SOURCE DATA:

use std::io::{self, Error};
use std::ptr;
use std::sync::atomic::{AtomicUsize, Ordering};

/// Returns the system page size, cached after the first query.
pub fn page_size() -> usize {
    static PAGE_SIZE: AtomicUsize = AtomicUsize::new(0);

    match PAGE_SIZE.load(Ordering::Relaxed) {
        0 => {
            #[allow(clippy::cast_sign_loss)]
            let page_size = unsafe { libc::sysconf(libc::_SC_PAGESIZE) as usize };
            PAGE_SIZE.store(page_size, Ordering::Relaxed);
            page_size
        }
        page_size => page_size,
    }
}

pub struct MmapInner {
    ptr: *mut libc::c_void,
    len: usize,
}

impl MmapInner {
    /// Maps `len` bytes of anonymous private memory wherever the kernel
    /// places it.
    ///
    /// # Safety
    ///
    /// Calls `mmap`; `len` must be non-zero.
    pub unsafe fn map_anon(len: usize) -> io::Result<Self> {
        let ptr = unsafe {
            libc::mmap(
                ptr::null_mut(),
                len,
                libc::PROT_READ | libc::PROT_WRITE,
                libc::MAP_PRIVATE | libc::MAP_ANON,
                -1,
                0,
            )
        };
        if ptr == libc::MAP_FAILED {
            return Err(Error::last_os_error());
        }
        Ok(Self { ptr, len })
    }

    /// Gives the physical pages behind the range back to the kernel.
    ///
    /// # Safety
    ///
    /// `offset..offset + len` must lie inside the mapping and be page aligned.
    pub unsafe fn discard(&self, offset: usize, len: usize) -> io::Result<()> {
        let start = unsafe { self.ptr.cast::<u8>().add(offset) };
        let rc = unsafe { libc::madvise(start.cast::<libc::c_void>(), len, libc::MADV_DONTNEED) };
        if rc != 0 {
            return Err(Error::last_os_error());
        }
        Ok(())
    }

    pub const fn ptr(&self) -> *mut u8 {
        self.ptr.cast::<u8>()
    }

    pub const fn len(&self) -> usize {
        self.len
    }
}

impl Drop for MmapInner {
    fn drop(&mut self) {
        if self.len > 0 {
            unsafe {
                libc::munmap(self.ptr, self.len);
            }
        }
    }
}

unsafe impl Send for MmapInner {}
unsafe impl Sync for MmapInner {}
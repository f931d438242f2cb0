//! Heap configuration.
//!
//! [`HeapConfig`] is a plain value passed to [`Heap::new`](crate::Heap::new).
//! Every knob has a documented default; [`HeapConfig::from_env`] overlays
//! `RUDO_HEAP_*` environment variables on top of the defaults.

use std::str::FromStr;

use crate::address::{align_up, WORD_SIZE};
pub use crate::heap::free_list::FreeListStrategy;

/// Configuration for a [`Heap`](crate::Heap).
#[derive(Debug, Clone, PartialEq, Eq)]
pub struct HeapConfig {
    /// Size of a regular page in bytes. Rounded to a power of two no smaller
    /// than the OS page size.
    pub page_size: usize,
    /// Upper bound on committed heap bytes. Allocation beyond this fails
    /// with out-of-memory after a full collection.
    pub max_heap_size: usize,
    /// Bytes allocated in the young generation before a minor collection.
    pub new_space_capacity: usize,
    /// Number of minor collections a young page survives before promotion.
    pub promotion_age: u8,
    /// Old-generation bytes that trigger incremental marking.
    pub marking_start_limit: usize,
    /// Free-list bucketing and search policy.
    pub free_list_strategy: FreeListStrategy,
    /// Size of linear allocation buffers handed to mutator threads.
    pub lab_size: usize,
    /// Background marking tasks scheduled per cycle (capped by the task
    /// runner's worker count).
    pub concurrent_marking_tasks: usize,
    /// Objects processed by one main-thread marking step.
    pub marking_step_size: usize,
    /// Bytes allocated between two allocation-driven marking steps.
    pub allocation_step_interval: usize,
    /// Entries per worklist segment.
    pub segment_capacity: usize,
    /// Segments the global worklist pool holds before pushes overflow.
    pub max_global_segments: usize,
    /// Empty pages kept committed for reuse instead of being unmapped.
    pub page_pool_size: usize,
    /// Old pages whose live bytes fall below this percentage of the page
    /// become evacuation candidates. Zero disables candidate selection.
    pub evacuation_threshold_percent: u8,
    /// Sweep pages on the task runner's worker threads.
    pub parallel_sweep: bool,
    /// Run the heap verifier in every atomic pause.
    pub verify_heap: bool,
    /// Marking and sweeping stay on the main thread and use non-atomic
    /// bitmap updates.
    pub single_threaded: bool,
}

impl HeapConfig {
    /// Default regular page size.
    pub const DEFAULT_PAGE_SIZE: usize = 256 * 1024;
    /// Default committed-bytes limit.
    pub const DEFAULT_MAX_HEAP_SIZE: usize = 512 * 1024 * 1024;
    /// Default young generation budget.
    pub const DEFAULT_NEW_SPACE_CAPACITY: usize = 4 * 1024 * 1024;
    /// Default promotion age.
    pub const DEFAULT_PROMOTION_AGE: u8 = 2;
    /// Default old-generation marking trigger.
    pub const DEFAULT_MARKING_START_LIMIT: usize = 16 * 1024 * 1024;
    /// Default LAB size.
    pub const DEFAULT_LAB_SIZE: usize = 32 * 1024;
    /// Default number of concurrent marking tasks.
    pub const DEFAULT_CONCURRENT_MARKING_TASKS: usize = 2;
    /// Default marking step budget in objects.
    pub const DEFAULT_MARKING_STEP_SIZE: usize = 256;
    /// Default allocation interval between marking steps.
    pub const DEFAULT_ALLOCATION_STEP_INTERVAL: usize = 64 * 1024;
    /// Default worklist segment capacity.
    pub const DEFAULT_SEGMENT_CAPACITY: usize = 64;
    /// Default global segment bound.
    pub const DEFAULT_MAX_GLOBAL_SEGMENTS: usize = 16 * 1024;
    /// Default page pool size.
    pub const DEFAULT_PAGE_POOL_SIZE: usize = 8;
    /// Default evacuation candidate threshold.
    pub const DEFAULT_EVACUATION_THRESHOLD_PERCENT: u8 = 10;

    /// Creates a configuration with default values.
    #[must_use]
    pub const fn new() -> Self {
        Self {
            page_size: Self::DEFAULT_PAGE_SIZE,
            max_heap_size: Self::DEFAULT_MAX_HEAP_SIZE,
            new_space_capacity: Self::DEFAULT_NEW_SPACE_CAPACITY,
            promotion_age: Self::DEFAULT_PROMOTION_AGE,
            marking_start_limit: Self::DEFAULT_MARKING_START_LIMIT,
            free_list_strategy: FreeListStrategy::ManyCached,
            lab_size: Self::DEFAULT_LAB_SIZE,
            concurrent_marking_tasks: Self::DEFAULT_CONCURRENT_MARKING_TASKS,
            marking_step_size: Self::DEFAULT_MARKING_STEP_SIZE,
            allocation_step_interval: Self::DEFAULT_ALLOCATION_STEP_INTERVAL,
            segment_capacity: Self::DEFAULT_SEGMENT_CAPACITY,
            max_global_segments: Self::DEFAULT_MAX_GLOBAL_SEGMENTS,
            page_pool_size: Self::DEFAULT_PAGE_POOL_SIZE,
            evacuation_threshold_percent: Self::DEFAULT_EVACUATION_THRESHOLD_PERCENT,
            parallel_sweep: true,
            verify_heap: false,
            single_threaded: false,
        }
    }

    /// Sets the page size.
    #[must_use]
    pub const fn with_page_size(mut self, page_size: usize) -> Self {
        self.page_size = page_size;
        self
    }

    /// Sets the committed-bytes limit.
    #[must_use]
    pub const fn with_max_heap_size(mut self, max_heap_size: usize) -> Self {
        self.max_heap_size = max_heap_size;
        self
    }

    /// Sets the young generation budget.
    #[must_use]
    pub const fn with_new_space_capacity(mut self, capacity: usize) -> Self {
        self.new_space_capacity = capacity;
        self
    }

    /// Sets the promotion age.
    #[must_use]
    pub const fn with_promotion_age(mut self, age: u8) -> Self {
        self.promotion_age = age;
        self
    }

    /// Sets the incremental marking trigger.
    #[must_use]
    pub const fn with_marking_start_limit(mut self, limit: usize) -> Self {
        self.marking_start_limit = limit;
        self
    }

    /// Sets the free-list strategy.
    #[must_use]
    pub const fn with_free_list_strategy(mut self, strategy: FreeListStrategy) -> Self {
        self.free_list_strategy = strategy;
        self
    }

    /// Sets the LAB size.
    #[must_use]
    pub const fn with_lab_size(mut self, lab_size: usize) -> Self {
        self.lab_size = lab_size;
        self
    }

    /// Sets the number of concurrent marking tasks.
    #[must_use]
    pub const fn with_concurrent_marking_tasks(mut self, tasks: usize) -> Self {
        self.concurrent_marking_tasks = tasks;
        self
    }

    /// Sets the marking step budget.
    #[must_use]
    pub const fn with_marking_step_size(mut self, objects: usize) -> Self {
        self.marking_step_size = objects;
        self
    }

    /// Sets the allocation interval between marking steps.
    #[must_use]
    pub const fn with_allocation_step_interval(mut self, bytes: usize) -> Self {
        self.allocation_step_interval = bytes;
        self
    }

    /// Sets the worklist segment capacity.
    #[must_use]
    pub const fn with_segment_capacity(mut self, capacity: usize) -> Self {
        self.segment_capacity = capacity;
        self
    }

    /// Sets the global segment bound.
    #[must_use]
    pub const fn with_max_global_segments(mut self, segments: usize) -> Self {
        self.max_global_segments = segments;
        self
    }

    /// Sets the page pool size.
    #[must_use]
    pub const fn with_page_pool_size(mut self, pages: usize) -> Self {
        self.page_pool_size = pages;
        self
    }

    /// Sets the evacuation candidate threshold.
    #[must_use]
    pub const fn with_evacuation_threshold_percent(mut self, percent: u8) -> Self {
        self.evacuation_threshold_percent = percent;
        self
    }

    /// Enables or disables parallel sweeping.
    #[must_use]
    pub const fn with_parallel_sweep(mut self, enabled: bool) -> Self {
        self.parallel_sweep = enabled;
        self
    }

    /// Enables or disables pause-time heap verification.
    #[must_use]
    pub const fn with_verify_heap(mut self, enabled: bool) -> Self {
        self.verify_heap = enabled;
        self
    }

    /// Enables or disables single-threaded collection.
    #[must_use]
    pub const fn with_single_threaded(mut self, enabled: bool) -> Self {
        self.single_threaded = enabled;
        self
    }

    /// Builds a configuration from defaults overlaid with `RUDO_HEAP_*`
    /// environment variables.
    ///
    /// Unparsable values are ignored with a warning.
    #[must_use]
    pub fn from_env() -> Self {
        Self::from_lookup(|name| std::env::var(name).ok())
    }

    /// Like [`from_env`](Self::from_env) with a custom variable source.
    #[must_use]
    pub fn from_lookup(lookup: impl Fn(&str) -> Option<String>) -> Self {
        let mut config = Self::new();
        let read = |key: &str| lookup(&format!("RUDO_HEAP_{key}"));

        overlay(&read, "PAGE_SIZE", &mut config.page_size);
        overlay(&read, "MAX_HEAP_SIZE", &mut config.max_heap_size);
        overlay(&read, "NEW_SPACE_CAPACITY", &mut config.new_space_capacity);
        overlay(&read, "PROMOTION_AGE", &mut config.promotion_age);
        overlay(&read, "MARKING_START_LIMIT", &mut config.marking_start_limit);
        overlay(&read, "FREE_LIST_STRATEGY", &mut config.free_list_strategy);
        overlay(&read, "LAB_SIZE", &mut config.lab_size);
        overlay(
            &read,
            "CONCURRENT_MARKING_TASKS",
            &mut config.concurrent_marking_tasks,
        );
        overlay(&read, "MARKING_STEP_SIZE", &mut config.marking_step_size);
        overlay(
            &read,
            "ALLOCATION_STEP_INTERVAL",
            &mut config.allocation_step_interval,
        );
        overlay(&read, "SEGMENT_CAPACITY", &mut config.segment_capacity);
        overlay(&read, "MAX_GLOBAL_SEGMENTS", &mut config.max_global_segments);
        overlay(&read, "PAGE_POOL_SIZE", &mut config.page_pool_size);
        overlay(
            &read,
            "EVACUATION_THRESHOLD_PERCENT",
            &mut config.evacuation_threshold_percent,
        );
        overlay(&read, "PARALLEL_SWEEP", &mut config.parallel_sweep);
        overlay(&read, "VERIFY_HEAP", &mut config.verify_heap);
        overlay(&read, "SINGLE_THREADED", &mut config.single_threaded);
        config
    }

    /// Clamps values into the ranges the heap supports.
    #[must_use]
    pub fn sanitized(mut self) -> Self {
        let os_page = sys_alloc::page_size();
        self.page_size = self.page_size.max(os_page).next_power_of_two();
        self.lab_size = align_up(self.lab_size.max(MIN_LAB_SIZE), WORD_SIZE)
            .min(self.max_regular_object_size());
        self.max_heap_size = self.max_heap_size.max(self.page_size);
        self.segment_capacity = self.segment_capacity.max(1);
        self.max_global_segments = self.max_global_segments.max(1);
        self.marking_step_size = self.marking_step_size.max(1);
        self.allocation_step_interval = self.allocation_step_interval.max(WORD_SIZE);
        self.promotion_age = self.promotion_age.max(1);
        self.evacuation_threshold_percent = self.evacuation_threshold_percent.min(100);
        if self.single_threaded {
            self.concurrent_marking_tasks = 0;
            self.parallel_sweep = false;
        }
        self
    }

    /// Largest object allocated on a regular page; bigger objects get a
    /// dedicated large page.
    #[must_use]
    pub const fn max_regular_object_size(&self) -> usize {
        self.page_size / 2
    }
}

impl Default for HeapConfig {
    fn default() -> Self {
        Self::new()
    }
}

const MIN_LAB_SIZE: usize = 4 * WORD_SIZE;

fn overlay<T: FromStr>(read: &impl Fn(&str) -> Option<String>, key: &str, target: &mut T) {
    let Some(raw) = read(key) else {
        return;
    };
    match parse_value::<T>(raw.trim()) {
        Some(value) => *target = value,
        None => crate::tracing::log_invalid_config(key, &raw),
    }
}

/// Parses a value, accepting `k`/`m`/`g` size suffixes for integers.
fn parse_value<T: FromStr>(raw: &str) -> Option<T> {
    if let Ok(value) = raw.parse::<T>() {
        return Some(value);
    }
    let lower = raw.to_ascii_lowercase();
    match lower.as_str() {
        "on" | "yes" | "1" => return "true".parse().ok(),
        "off" | "no" | "0" => return "false".parse().ok(),
        _ => {}
    }
    let (digits, shift) = match lower.chars().last()? {
        'k' => (&lower[..lower.len() - 1], 10),
        'm' => (&lower[..lower.len() - 1], 20),
        'g' => (&lower[..lower.len() - 1], 30),
        _ => return None,
    };
    let scaled = digits.parse::<usize>().ok()?.checked_mul(1 << shift)?;
    scaled.to_string().parse().ok()
}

TASK STATEMENT:
Once the lines containing "Some" in the data above are counted, give the total by itself.

YOUR SOLUTION:
3